All of that accrues to the gift card business right now. Everyone has the intention to give thoughtful gifts but they don’t know what the person will want, and they don’t want to give another necktie that will be stuck in the back of a closet. Also, from a human perspective, the act of gift-giving—being thoughtful about the presentation—is a really interesting problem that also seemed like it would make for a very interesting business. It’s a massive, untapped market that retailers are all interested in, but only half serving.

X: It’s interesting that you would perceive a new, untapped market in retailing. To me it seems like we’re already inundated in shops and boutiques and catalogs and e-commerce sites and daily deals.
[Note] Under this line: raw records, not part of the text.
use std::collections::BTreeMap;

use crate::knowledge::{InteractionFact, InteractionTable, PairKey};
use crate::models::{AlertCategory, AlertSeverity, Drug, FindingKind, InteractionSeverity};

use super::messages::MessageTemplates;
use super::types::{AlertBuilder, ClinicalAlert};

pub const LOOKUP_SOURCE: &str = "interaction_lookup";
pub const INTERACTION_RULE: &str = "safety.interaction";

/// Outcome of looking up one pair.
#[derive(Debug, Clone, Copy, PartialEq, Eq)]
pub enum PairStatus<'a> {
    Interaction(&'a InteractionFact),
    NoKnownInteraction,
    /// The pair was not part of the checked selection.
    NotChecked,
}

/// Every pair checked for a selection, and the facts that matched.
#[derive(Debug, Clone, Default, PartialEq, Eq)]
pub struct InteractionCheck {
    results: BTreeMap<PairKey, Option<InteractionFact>>,
}

impl InteractionCheck {
    pub fn pairs_checked(&self) -> usize {
        self.results.len()
    }

    pub fn pairs(&self) -> impl Iterator<Item = &PairKey> {
        self.results.keys()
    }

    /// Matched facts, sorted by pair.
    pub fn interactions(&self) -> Vec<&InteractionFact> {
        self.results.values().flatten().collect()
    }

    pub fn status(&self, a: &str, b: &str) -> PairStatus<'_> {
        match self.results.get(&PairKey::new(a, b)) {
            Some(Some(fact)) => PairStatus::Interaction(fact),
            Some(None) => PairStatus::NoKnownInteraction,
            None => PairStatus::NotChecked,
        }
    }
}

/// All unordered pairs `(drugs[i], drugs[j])` with `i < j`.
pub fn unordered_pairs(drugs: &[Drug]) -> Vec<(&Drug, &Drug)> {
    let mut pairs = Vec::with_capacity(drugs.len() * drugs.len().saturating_sub(1) / 2);
    for (i, a) in drugs.iter().enumerate() {
        for b in &drugs[i + 1..] {
            pairs.push((a, b));
        }
    }
    pairs
}

/// Check every unordered pair of the selection against the table.
pub fn find_interactions(drugs: &[Drug], table: &InteractionTable) -> InteractionCheck {
    let mut results = BTreeMap::new();
    for (a, b) in unordered_pairs(drugs) {
        let key = PairKey::new(&a.id, &b.id);
        if key.is_self_pair() {
            continue;
        }
        results.insert(key, table.lookup(&a.id, &b.id).cloned());
    }

    tracing::debug!(
        drugs = drugs.len(),
        pairs = results.len(),
        matches = results.values().filter(|r| r.is_some()).count(),
        "Interaction lookup complete"
    );

    InteractionCheck { results }
}

/// One safety alert per matched interaction.
///
/// Severe interactions become critical alerts that need a written
/// justification to override; moderate and mild ones are overridable as is.
pub fn interaction_alerts(check: &InteractionCheck, drugs: &[Drug]) -> Vec<ClinicalAlert> {
    let display = |id: &str| -> String {
        drugs
            .iter()
            .find(|d| d.id == id)
            .map(|d| d.canonical_name.clone())
            .unwrap_or_else(|| id.to_string())
    };

    check
        .interactions()
        .into_iter()
        .map(|fact| {
            let builder = AlertBuilder::new(
                LOOKUP_SOURCE,
                INTERACTION_RULE,
                AlertCategory::Safety,
                AlertSeverity::from(fact.severity),
                MessageTemplates::interaction(
                    &display(&fact.drug_a),
                    &display(&fact.drug_b),
                    fact.severity,
                    &fact.description,
                ),
            )
            .kind(FindingKind::Interaction)
            .drug_ids([fact.drug_a.clone(), fact.drug_b.clone()])
            .evidence(format!(
                "Interaction table: {} + {} ({})",
                fact.drug_a,
                fact.drug_b,
                fact.severity.as_str()
            ))
            .recommend(fact.management.clone());

            if fact.severity == InteractionSeverity::Severe {
                builder.justified_override().build()
            } else {
                builder.overridable().build()
            }
        })
        .collect()
}
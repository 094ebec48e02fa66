use std::collections::HashMap;

use serde::{Deserialize, Serialize};

use crate::models::InteractionSeverity;

use super::catalog::DrugCatalog;
use super::matching::normalize_term;
use super::KnowledgeError;

/// A known drug–drug interaction. `(drug_a, drug_b)` is an unordered pair.
#[derive(Debug, Clone, PartialEq, Eq, Serialize, Deserialize)]
pub struct InteractionFact {
    pub drug_a: String,
    pub drug_b: String,
    pub severity: InteractionSeverity,
    pub description: String,
    #[serde(alias = "management_strategy")]
    pub management: String,
}

impl InteractionFact {
    pub fn key(&self) -> PairKey {
        PairKey::new(&self.drug_a, &self.drug_b)
    }

    /// Same fact with its ids in canonical (sorted) order.
    fn canonicalized(mut self) -> Self {
        let key = self.key();
        self.drug_a = key.first().to_string();
        self.drug_b = key.second().to_string();
        self
    }
}

// ---------------------------------------------------------------------------
// PairKey
// ---------------------------------------------------------------------------

/// Order-independent key for a drug pair: the two normalized ids, sorted.
#[derive(Debug, Clone, PartialEq, Eq, Hash, PartialOrd, Ord, Serialize, Deserialize)]
pub struct PairKey(String, String);

impl PairKey {
    pub fn new(a: &str, b: &str) -> Self {
        let a = normalize_term(a);
        let b = normalize_term(b);
        if a <= b {
            Self(a, b)
        } else {
            Self(b, a)
        }
    }

    pub fn first(&self) -> &str {
        &self.0
    }

    pub fn second(&self) -> &str {
        &self.1
    }

    pub fn is_self_pair(&self) -> bool {
        self.0 == self.1
    }
}

// ---------------------------------------------------------------------------
// InteractionTable
// ---------------------------------------------------------------------------

/// Interaction facts keyed by [`PairKey`] for O(1) symmetric lookup.
pub struct InteractionTable {
    facts: HashMap<PairKey, InteractionFact>,
}

impl InteractionTable {
    /// Build the table. Rejects self pairs, duplicate unordered pairs and ids
    /// missing from the catalog.
    pub fn new(
        facts: Vec<InteractionFact>,
        catalog: &DrugCatalog,
    ) -> Result<Self, KnowledgeError> {
        let mut table = HashMap::with_capacity(facts.len());

        for fact in facts {
            let key = fact.key();
            if key.is_self_pair() {
                return Err(KnowledgeError::SelfInteraction(fact.drug_a.clone()));
            }
            for id in [&fact.drug_a, &fact.drug_b] {
                if catalog.get(id).is_none() {
                    return Err(KnowledgeError::UnknownDrug {
                        id: id.clone(),
                        context: "interaction table".into(),
                    });
                }
            }
            if table.contains_key(&key) {
                return Err(KnowledgeError::DuplicateInteraction {
                    drug_a: key.first().to_string(),
                    drug_b: key.second().to_string(),
                });
            }
            table.insert(key, fact.canonicalized());
        }

        Ok(Self { facts: table })
    }

    /// Symmetric lookup: `lookup(a, b) == lookup(b, a)`.
    pub fn lookup(&self, a: &str, b: &str) -> Option<&InteractionFact> {
        self.facts.get(&PairKey::new(a, b))
    }

    pub fn len(&self) -> usize {
        self.facts.len()
    }

    pub fn is_empty(&self) -> bool {
        self.facts.is_empty()
    }

    /// All facts sorted by pair key.
    pub fn facts(&self) -> Vec<&InteractionFact> {
        let mut facts: Vec<&InteractionFact> = self.facts.values().collect();
        facts.sort_by_key(|f| f.key());
        facts
    }
}
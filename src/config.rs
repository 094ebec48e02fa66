use std::path::PathBuf;

/// Application-level constants
pub const APP_NAME: &str = "abx-steward";
pub const APP_VERSION: &str = env!("CARGO_PKG_VERSION");

/// Environment variable naming a directory with replacement reference data.
pub const DATA_DIR_ENV: &str = "ABX_STEWARD_DATA_DIR";

/// Log filter used when `RUST_LOG` is not set.
pub fn default_log_filter() -> &'static str {
    if cfg!(debug_assertions) {
        "abx_steward=debug,warn"
    } else {
        "abx_steward=info,warn"
    }
}

/// Per-user configuration directory, e.g. ~/.config/abx-steward/.
/// `None` when the platform reports no config directory.
pub fn app_data_dir() -> Option<PathBuf> {
    dirs::config_dir().map(|dir| dir.join(APP_NAME))
}

/// Directory to load reference data from: `ABX_STEWARD_DATA_DIR` if set,
/// else the per-user directory when it holds a drug catalog.
pub fn reference_data_dir() -> Option<PathBuf> {
    if let Some(dir) = std::env::var_os(DATA_DIR_ENV).filter(|v| !v.is_empty()) {
        return Some(PathBuf::from(dir));
    }
    app_data_dir()
        .map(|dir| dir.join("reference"))
        .filter(|dir| dir.join(crate::knowledge::reference::DRUGS_FILE).is_file())
}
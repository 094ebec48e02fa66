//! Rule category evaluators.
//!
//! Each evaluator is a pure function of the resolved drugs, the clinical
//! context, the rule tables and the policy. Evaluators never share state, so
//! the engine may run them in any order or concurrently.

pub mod dosing;
pub mod efficacy;
pub mod monitoring;
pub mod safety;

use crate::knowledge::{ClinicalRuleSet, DuplicateSelection};
use crate::models::{AlertCategory, AlertSeverity, ClinicalContext, Drug, FindingKind};

use super::messages::MessageTemplates;
use super::policy::ValidationPolicy;
use super::types::{AlertBuilder, ClinicalAlert, DataQualityWarning, EvaluatorError};

pub use dosing::DosingEvaluator;
pub use efficacy::EfficacyEvaluator;
pub use monitoring::MonitoringEvaluator;
pub use safety::SafetyEvaluator;

/// Everything an evaluator may read.
#[derive(Clone, Copy)]
pub struct RuleInput<'a> {
    /// Resolved drugs, sorted by id, without duplicates.
    pub drugs: &'a [Drug],
    pub duplicates: &'a [DuplicateSelection],
    pub context: &'a ClinicalContext,
    pub rules: &'a ClinicalRuleSet,
    pub policy: &'a ValidationPolicy,
}

/// Alerts plus data-quality warnings from one evaluator.
#[derive(Debug, Clone, Default, PartialEq)]
pub struct Findings {
    pub alerts: Vec<ClinicalAlert>,
    pub warnings: Vec<DataQualityWarning>,
}

impl Findings {
    pub fn push(&mut self, alert: ClinicalAlert) {
        self.alerts.push(alert);
    }

    /// Record that `field` was missing where `rule` needed it: one
    /// insufficient-data alert per affected drug (one drug-less alert when
    /// `drugs` is empty) and one warning for the field.
    ///
    /// These alerts are overridable by acknowledgement.
    #[allow(clippy::too_many_arguments)]
    pub fn missing(
        &mut self,
        source: &str,
        rule: &str,
        category: AlertCategory,
        severity: AlertSeverity,
        field: &str,
        concern: &str,
        drugs: &[&Drug],
    ) {
        let base = self.missing_base(source, rule, category, severity, field, concern);
        if drugs.is_empty() {
            self.push(base.build());
            return;
        }
        for drug in drugs {
            let alert = base.clone().drug(drug).build();
            self.push(alert);
        }
    }

    /// Like [`Findings::missing`], but a single alert covering all `drugs`.
    #[allow(clippy::too_many_arguments)]
    pub fn missing_once(
        &mut self,
        source: &str,
        rule: &str,
        category: AlertCategory,
        severity: AlertSeverity,
        field: &str,
        concern: &str,
        drugs: &[&Drug],
    ) {
        let base = self.missing_base(source, rule, category, severity, field, concern);
        let alert = base
            .drug_ids(drugs.iter().map(|d| d.id.clone()))
            .build();
        self.push(alert);
    }

    /// Record that `field` held a value no rule can use (NaN, infinite or
    /// negative). Treated like a missing value: one insufficient-data alert
    /// covering `drugs` plus a warning. The other rules are unaffected.
    #[allow(clippy::too_many_arguments)]
    pub fn unusable(
        &mut self,
        source: &str,
        rule: &str,
        category: AlertCategory,
        severity: AlertSeverity,
        field: &str,
        value: f64,
        concern: &str,
        drugs: &[&Drug],
    ) {
        let message = MessageTemplates::unusable_measurement(field, value, concern);
        let alert = self
            .insufficient(source, rule, category, severity, field, message, "invalid")
            .evidence(format!("Unusable context field: {} = {}", field, value))
            .drug_ids(drugs.iter().map(|d| d.id.clone()))
            .build();
        self.push(alert);
    }

    fn missing_base(
        &mut self,
        source: &str,
        rule: &str,
        category: AlertCategory,
        severity: AlertSeverity,
        field: &str,
        concern: &str,
    ) -> AlertBuilder {
        let message = MessageTemplates::insufficient_data(field, concern);
        self.insufficient(source, rule, category, severity, field, message, "missing")
            .evidence(format!("Missing context field: {}", field))
    }

    #[allow(clippy::too_many_arguments)]
    fn insufficient(
        &mut self,
        source: &str,
        rule: &str,
        category: AlertCategory,
        severity: AlertSeverity,
        field: &str,
        message: String,
        discriminator: &str,
    ) -> AlertBuilder {
        let warning = DataQualityWarning {
            field: field.to_string(),
            message: message.clone(),
        };
        if !self.warnings.contains(&warning) {
            self.warnings.push(warning);
        }

        AlertBuilder::new(source, rule, category, severity, message)
            .kind(FindingKind::InsufficientData)
            .recommend(format!("Record {} and re-run validation.", field))
            .overridable()
            .discriminator(format!("{}:{}", discriminator, field))
    }
}

/// One rule category.
pub trait RuleEvaluator: Send + Sync {
    fn name(&self) -> &'static str;

    fn category(&self) -> AlertCategory;

    fn evaluate(&self, input: &RuleInput<'_>) -> Result<Findings, EvaluatorError>;
}

/// The four standard evaluators, in a fixed order.
pub fn default_evaluators() -> Vec<Box<dyn RuleEvaluator>> {
    vec![
        Box::new(SafetyEvaluator),
        Box::new(EfficacyEvaluator),
        Box::new(DosingEvaluator),
        Box::new(MonitoringEvaluator),
    ]
}

/// Drugs from the selection that belong to a rule set.
pub(crate) fn drugs_in<'a>(
    drugs: &'a [Drug],
    set: &crate::knowledge::DrugSet,
) -> Vec<&'a Drug> {
    drugs.iter().filter(|d| set.contains(d)).collect()
}

/// A measurement the rules can use: finite and not negative.
pub(crate) fn usable_measurement(value: f64) -> Option<f64> {
    (value.is_finite() && value >= 0.0).then_some(value)
}
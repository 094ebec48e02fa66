use serde::{Deserialize, Serialize};
use thiserror::Error;
use uuid::Uuid;

use crate::knowledge::{InteractionFact, KnowledgeError, UnresolvedDrugReference};
use crate::models::{AlertCategory, AlertSeverity, Drug, FindingKind};

use super::policy::PolicyError;

/// Namespace for deterministic alert ids.
const ALERT_NAMESPACE: Uuid = Uuid::from_u128(0x6b1f_4c2e_9a7d_5e30_b8c1_2f4d_7a9e_0c13);

// ---------------------------------------------------------------------------
// OverrideState
// ---------------------------------------------------------------------------

/// Alerts start `Active` and may move to `Overridden` exactly once.
#[derive(Debug, Clone, Default, PartialEq, Eq, Serialize, Deserialize)]
#[serde(tag = "state", rename_all = "snake_case")]
pub enum OverrideState {
    #[default]
    Active,
    Overridden { justification: Option<String> },
}

impl OverrideState {
    pub fn is_active(&self) -> bool {
        matches!(self, Self::Active)
    }

    pub fn justification(&self) -> Option<&str> {
        match self {
            Self::Active => None,
            Self::Overridden { justification } => justification.as_deref(),
        }
    }
}

// ---------------------------------------------------------------------------
// ClinicalAlert
// ---------------------------------------------------------------------------

/// A finding emitted by the interaction lookup or one rule evaluator.
#[derive(Debug, Clone, PartialEq, Eq, Serialize, Deserialize)]
pub struct ClinicalAlert {
    pub id: Uuid,
    /// Stable rule code, e.g. `safety.renal`.
    pub rule: String,
    /// Name of the evaluator that produced the alert.
    pub source: String,
    pub kind: FindingKind,
    pub category: AlertCategory,
    pub severity: AlertSeverity,
    /// `true` records a check that was performed and satisfied.
    pub passed: bool,
    pub message: String,
    pub evidence: Vec<String>,
    pub recommendations: Vec<String>,
    pub drug_ids: Vec<String>,
    pub is_overridable: bool,
    pub requires_justification: bool,
    pub override_state: OverrideState,
}

impl ClinicalAlert {
    /// Active and failing: the alerts that drive the verdict and the score.
    pub fn is_outstanding(&self) -> bool {
        !self.passed && self.override_state.is_active()
    }

    pub fn is_blocking(&self) -> bool {
        self.is_outstanding() && self.severity == AlertSeverity::Critical
    }
}

/// Builds a [`ClinicalAlert`] with a deterministic id.
///
/// The id hashes the rule code, the sorted drug ids and an optional
/// discriminator (allergy entry, organism, field name), so identical inputs
/// always produce identical ids.
#[derive(Clone)]
pub struct AlertBuilder {
    alert: ClinicalAlert,
    discriminator: Option<String>,
}

impl AlertBuilder {
    pub fn new(
        source: &str,
        rule: &str,
        category: AlertCategory,
        severity: AlertSeverity,
        message: impl Into<String>,
    ) -> Self {
        Self {
            alert: ClinicalAlert {
                id: Uuid::nil(),
                rule: rule.to_string(),
                source: source.to_string(),
                kind: FindingKind::Rule,
                category,
                severity,
                passed: false,
                message: message.into(),
                evidence: Vec::new(),
                recommendations: Vec::new(),
                drug_ids: Vec::new(),
                is_overridable: false,
                requires_justification: false,
                override_state: OverrideState::Active,
            },
            discriminator: None,
        }
    }

    pub fn kind(mut self, kind: FindingKind) -> Self {
        self.alert.kind = kind;
        self
    }

    pub fn drug(mut self, drug: &Drug) -> Self {
        self.alert.drug_ids.push(drug.id.clone());
        self
    }

    pub fn drug_ids<I, S>(mut self, ids: I) -> Self
    where
        I: IntoIterator<Item = S>,
        S: Into<String>,
    {
        self.alert.drug_ids.extend(ids.into_iter().map(Into::into));
        self
    }

    pub fn evidence(mut self, line: impl Into<String>) -> Self {
        self.alert.evidence.push(line.into());
        self
    }

    pub fn recommend(mut self, line: impl Into<String>) -> Self {
        self.alert.recommendations.push(line.into());
        self
    }

    /// Overridable by acknowledgement.
    pub fn overridable(mut self) -> Self {
        self.alert.is_overridable = true;
        self
    }

    /// Overridable only with a written justification.
    pub fn justified_override(mut self) -> Self {
        self.alert.is_overridable = true;
        self.alert.requires_justification = true;
        self
    }

    pub fn passed(mut self) -> Self {
        self.alert.passed = true;
        self
    }

    pub fn discriminator(mut self, key: impl Into<String>) -> Self {
        self.discriminator = Some(key.into());
        self
    }

    pub fn build(mut self) -> ClinicalAlert {
        self.alert.drug_ids.sort();
        self.alert.drug_ids.dedup();

        let mut key = format!("{}|{}", self.alert.rule, self.alert.drug_ids.join(","));
        if let Some(d) = &self.discriminator {
            key.push('|');
            key.push_str(&d.to_lowercase());
        }
        self.alert.id = Uuid::new_v5(&ALERT_NAMESPACE, key.as_bytes());
        self.alert
    }
}

// ---------------------------------------------------------------------------
// Report
// ---------------------------------------------------------------------------

/// A context field that was missing where a rule needed it.
#[derive(Debug, Clone, PartialEq, Eq, PartialOrd, Ord, Serialize, Deserialize)]
pub struct DataQualityWarning {
    pub field: String,
    pub message: String,
}

/// Tallies of active failing alerts.
#[derive(Debug, Clone, Default, PartialEq, Eq, Serialize, Deserialize)]
pub struct AlertCounts {
    pub critical: usize,
    pub high: usize,
    pub moderate: usize,
    pub low: usize,
    pub safety: usize,
    pub efficacy: usize,
    pub dosing: usize,
    pub monitoring: usize,
    pub overridden: usize,
    pub passed: usize,
}

impl AlertCounts {
    pub fn tally(alerts: &[ClinicalAlert]) -> Self {
        let mut counts = Self::default();
        for alert in alerts {
            if alert.passed {
                counts.passed += 1;
                continue;
            }
            if !alert.override_state.is_active() {
                counts.overridden += 1;
                continue;
            }
            match alert.severity {
                AlertSeverity::Critical => counts.critical += 1,
                AlertSeverity::High => counts.high += 1,
                AlertSeverity::Moderate => counts.moderate += 1,
                AlertSeverity::Low => counts.low += 1,
            }
            match alert.category {
                AlertCategory::Safety => counts.safety += 1,
                AlertCategory::Efficacy => counts.efficacy += 1,
                AlertCategory::Dosing => counts.dosing += 1,
                AlertCategory::Monitoring => counts.monitoring += 1,
            }
        }
        counts
    }

    /// Number of active failing alerts.
    pub fn total(&self) -> usize {
        self.critical + self.high + self.moderate + self.low
    }
}

#[derive(Debug, Clone, PartialEq, Serialize, Deserialize)]
pub struct ValidationReport {
    /// Resolved drugs, sorted by id.
    pub drugs: Vec<Drug>,
    /// Matched interaction facts, sorted by pair.
    pub interactions: Vec<InteractionFact>,
    pub pairs_checked: usize,
    /// All alerts, sorted by severity (highest first), category, rule, id.
    pub alerts: Vec<ClinicalAlert>,
    pub is_valid: bool,
    pub confidence_score: u32,
    pub blocking_issues: Vec<ClinicalAlert>,
    pub requires_review: bool,
    pub counts: AlertCounts,
    pub warnings: Vec<DataQualityWarning>,
}

impl ValidationReport {
    pub fn alert(&self, id: &Uuid) -> Option<&ClinicalAlert> {
        self.alerts.iter().find(|a| a.id == *id)
    }

    pub fn alerts_for_rule<'a>(&'a self, rule: &'a str) -> impl Iterator<Item = &'a ClinicalAlert> {
        self.alerts.iter().filter(move |a| a.rule == rule)
    }
}

// ---------------------------------------------------------------------------
// Errors
// ---------------------------------------------------------------------------

#[derive(Error, Debug, Clone, PartialEq, Eq)]
pub enum EvaluatorError {
    #[error("Evaluator {evaluator} failed: {message}")]
    Failed { evaluator: String, message: String },

    #[error("Evaluator {evaluator} panicked")]
    Panicked { evaluator: String },
}

/// Why an override request was refused.
#[derive(Debug, Clone, Copy, PartialEq, Eq, Serialize, Deserialize)]
#[serde(rename_all = "snake_case")]
pub enum OverrideRejection {
    NotOverridable,
    AlreadyOverridden,
    JustificationRequired,
}

impl OverrideRejection {
    pub fn as_str(&self) -> &'static str {
        match self {
            Self::NotOverridable => "alert is not overridable",
            Self::AlreadyOverridden => "alert is already overridden",
            Self::JustificationRequired => "a written justification is required",
        }
    }
}

impl std::fmt::Display for OverrideRejection {
    fn fmt(&self, f: &mut std::fmt::Formatter<'_>) -> std::fmt::Result {
        f.write_str(self.as_str())
    }
}

#[derive(Error, Debug, Clone, PartialEq, Eq, Serialize, Deserialize)]
#[error("Override not permitted for alert {alert_id}: {reason}")]
pub struct OverrideNotPermitted {
    pub alert_id: Uuid,
    pub reason: OverrideRejection,
}

#[derive(Error, Debug)]
pub enum ValidationError {
    #[error(transparent)]
    UnresolvedDrug(#[from] UnresolvedDrugReference),

    #[error(transparent)]
    OverrideNotPermitted(#[from] OverrideNotPermitted),

    #[error("Alert not found: {0}")]
    AlertNotFound(Uuid),

    #[error("Knowledge base error: {0}")]
    Knowledge(#[from] KnowledgeError),

    #[error("Policy error: {0}")]
    Policy(#[from] PolicyError),
}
JP: There are almost too many choices. There are two principal problems. One is that mainstream retail is mainstream. If you are a large retailer, you need to make your merchandising decisions based on what you know will sell, because you are actually holding the merchandise. You have to cater to a lowest-common-denominator taste. So everywhere you go in the world, it’s the same products. The other problem is finding things—product discovery. With all of these choices, how do you find the thing that’s interesting?

The Wantful "reveal"

X: Okay, so to go back to the story—you’re in Europe and you’re thinking about gifts and retailing. Is that when the idea hit you?

JP: Yes, it came to me while I was still there. I was talking with a friend who was interested in the gift-giving space, an old friend I had worked with in Japan. We were riffing on our time in Japan and the gift-giving culture there, and I walked away with the seed of an idea. I started sketching it out loosely and it was literally keeping me up at night. I’d sketch some more, and a week later it came together, essentially in the form in which we launched it in November.

X: Why did you launch the company here in San Francisco?

JP: It felt like home. I came back here and started catching up with friends, some of whom are investors, some fantastic designers, some product people. Everyone said ‘This is impossible, but you need to build it.’

X: What did they think was impossible about it?

JP: The drop-ship model; the retail margin structure; the cost model for this tangible experience [with the gift books]; the recommendation engine. To me, those were all tractable problems, and I felt like if the concept was interesting, I had better get to work.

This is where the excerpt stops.